### Saved data entries
- - - -

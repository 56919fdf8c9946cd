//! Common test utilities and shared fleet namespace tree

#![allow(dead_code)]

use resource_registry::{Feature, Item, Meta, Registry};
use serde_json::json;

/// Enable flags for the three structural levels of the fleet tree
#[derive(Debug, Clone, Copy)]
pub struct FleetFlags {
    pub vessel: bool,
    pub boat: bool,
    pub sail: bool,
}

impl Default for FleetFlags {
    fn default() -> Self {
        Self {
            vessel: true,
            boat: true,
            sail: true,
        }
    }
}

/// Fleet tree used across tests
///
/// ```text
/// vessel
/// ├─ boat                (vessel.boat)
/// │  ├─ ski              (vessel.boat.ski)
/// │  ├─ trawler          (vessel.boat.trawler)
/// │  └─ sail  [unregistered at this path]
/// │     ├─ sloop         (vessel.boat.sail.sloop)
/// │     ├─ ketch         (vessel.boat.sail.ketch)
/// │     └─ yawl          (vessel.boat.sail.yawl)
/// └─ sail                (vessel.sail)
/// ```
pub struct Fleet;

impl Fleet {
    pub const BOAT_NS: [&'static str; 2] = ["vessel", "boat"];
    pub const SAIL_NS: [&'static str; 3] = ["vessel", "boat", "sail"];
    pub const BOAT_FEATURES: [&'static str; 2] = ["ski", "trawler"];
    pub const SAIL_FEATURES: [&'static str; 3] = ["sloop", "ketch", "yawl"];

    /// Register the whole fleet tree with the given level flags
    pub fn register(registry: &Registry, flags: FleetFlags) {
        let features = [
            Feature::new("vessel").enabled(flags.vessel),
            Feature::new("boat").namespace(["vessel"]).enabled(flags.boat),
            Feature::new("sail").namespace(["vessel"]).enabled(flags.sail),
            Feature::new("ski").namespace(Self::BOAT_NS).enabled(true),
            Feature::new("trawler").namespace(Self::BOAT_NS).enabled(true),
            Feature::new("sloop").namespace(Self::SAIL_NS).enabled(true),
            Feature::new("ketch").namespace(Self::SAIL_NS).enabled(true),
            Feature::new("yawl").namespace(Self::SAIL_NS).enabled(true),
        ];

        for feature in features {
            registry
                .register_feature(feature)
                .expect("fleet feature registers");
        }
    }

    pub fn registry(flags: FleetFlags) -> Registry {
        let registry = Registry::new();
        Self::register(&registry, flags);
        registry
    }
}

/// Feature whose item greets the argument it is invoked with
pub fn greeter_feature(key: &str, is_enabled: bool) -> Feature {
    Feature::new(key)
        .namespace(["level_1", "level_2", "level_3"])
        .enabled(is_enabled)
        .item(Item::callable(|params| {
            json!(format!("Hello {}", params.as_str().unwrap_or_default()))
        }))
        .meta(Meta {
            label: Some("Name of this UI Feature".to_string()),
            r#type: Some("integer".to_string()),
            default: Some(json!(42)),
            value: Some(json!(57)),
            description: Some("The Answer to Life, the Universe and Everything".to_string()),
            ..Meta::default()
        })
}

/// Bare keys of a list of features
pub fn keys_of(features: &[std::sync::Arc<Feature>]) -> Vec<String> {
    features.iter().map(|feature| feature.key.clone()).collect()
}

- - - -

### Problem requirements
For each line in the entries that contains the string "params", make a copy.

### Reply
        .item(Item::callable(|params| {
            json!(format!("Hello {}", params.as_str().unwrap_or_default()))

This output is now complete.